The comm page contains the VCPU state, plus three flags:

 - "wanted": the states the kernel must get/set when requested via ioctls
 - "cached": the states that are in the comm page
 - "commit": the states the kernel must set in vcpu_run

The idea is to avoid performing expensive syscalls, by using the VCPU
state cached, either explicitly or speculatively, in the comm page. For
example, if the state is cached we do a direct 1->5 with no syscall:

          +---------------------------------------------+
          |                    Qemu                     |
          +---------------------------------------------+
               |                                   ^
               | (0) nvmm_vcpu_getstate            | (6) Done
               |                                   |
               V                                   |
             +---------------------------------------+
             |                libnvmm                |
             +---------------------------------------+
                  |   ^          |               ^
        (1) State |   | (2) No   | (3) Ioctl:    | (5) Ok, state
        cached?   |   |          | "please cache | fetched
                  |   |          |  the state"   |
                  V   |          |               |
              +-----------+      |               |
              | Comm Page |------+---------------+
              +-----------+      |
                       ^         |
          (4) "Alright |         V
               babe"   |     +--------+
                       +-----| Kernel |
                             +--------+

The main changes in behavior are:

 - nvmm_vcpu_getstate(): won't emit a syscall if the state is already
   cached in the comm page, will just fetch from the comm page directly
 - nvmm_vcpu_setstate(): won't emit a syscall at all, will just cache
   the wanted state in the comm page
 - nvmm_vcpu_run(): will commit the to-be-set state in the comm page,
   as previously requested by nvmm_vcpu_setstate()

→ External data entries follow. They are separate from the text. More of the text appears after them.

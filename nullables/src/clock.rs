//! Wall clock abstraction.

use lattice_types::Timestamp;
use std::sync::atomic::{AtomicU64, Ordering};

pub trait Clock: Send + Sync {
    fn now(&self) -> Timestamp;
}

/// Reads the system clock.
#[derive(Default)]
pub struct SystemClock;

impl Clock for SystemClock {
    fn now(&self) -> Timestamp {
        Timestamp::now()
    }
}

/// A deterministic clock. Time only advances when you tell it to.
pub struct NullClock {
    current: AtomicU64,
}

impl NullClock {
    pub fn new(initial_secs: u64) -> Self {
        Self {
            current: AtomicU64::new(initial_secs),
        }
    }

    /// Advance time by a number of seconds.
    pub fn advance(&self, secs: u64) {
        self.current.fetch_add(secs, Ordering::SeqCst);
    }

    /// Set the time to a specific value.
    pub fn set(&self, secs: u64) {
        self.current.store(secs, Ordering::SeqCst);
    }
}

impl Clock for NullClock {
    fn now(&self) -> Timestamp {
        Timestamp::new(self.current.load(Ordering::SeqCst))
    }
}

#[cfg(test)]
mod tests {
    use super::*;

    #[test]
    fn null_clock_only_moves_when_told() {
        let clock = NullClock::new(1_000);
        assert_eq!(clock.now(), Timestamp::new(1_000));
        clock.advance(5);
        assert_eq!(clock.now(), Timestamp::new(1_005));
        clock.set(10);
        assert_eq!(clock.now(), Timestamp::new(10));
    }
}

In addition to this, the kernel NVMM driver is changed to speculatively
cache certain states known to be of interest, so that the future
nvmm_vcpu_getstate() calls libnvmm or the emulator will perform will use
the comm page rather than expensive syscalls. For example, if an I/O
VMEXIT occurs, the I/O Assist in libnvmm will want GPRS+SEGS+CRS+MSRS,
and now the kernel caches all of that in the comm page before returning
to userland.

Overall, in a normal run of Windows 10, this saves several millions of
syscalls. Eg on a 4CPU Intel with 4VCPUs, booting the Win10 install ISO
goes from taking 1min35 to taking 1min16.

The libnvmm API is not changed, but the ABI is. If we changed the API it
would be possible to save expensive memcpys on libnvmm's side. This will
be avoided in a future version. The comm page can also be extended to
implement future services.

diffstat:

 lib/libnvmm/Makefile            |   4 +-
 lib/libnvmm/libnvmm.c           |  74 +++++++++++++++++++++++++++++-------
 lib/libnvmm/libnvmm_x86.c       |  35 +++++++++++++++--
 lib/libnvmm/nvmm.h              |   4 +-
 sys/dev/nvmm/nvmm.c             |  82 ++++++++++++++++++++++++++++++++++-------
 sys/dev/nvmm/nvmm.h             |  15 +++++++-
 sys/dev/nvmm/nvmm_internal.h    |  13 ++++--
 sys/dev/nvmm/nvmm_ioctl.h       |   6 +--
 sys/dev/nvmm/x86/nvmm_x86.h     |   9 ++++-
 sys/dev/nvmm/x86/nvmm_x86_svm.c |  64 ++++++++++++++++++++++++++++---
 sys/dev/nvmm/x86/nvmm_x86_vmx.c |  66 +++++++++++++++++++++++++++++----
 11 files changed, 309 insertions(+), 63 deletions(-)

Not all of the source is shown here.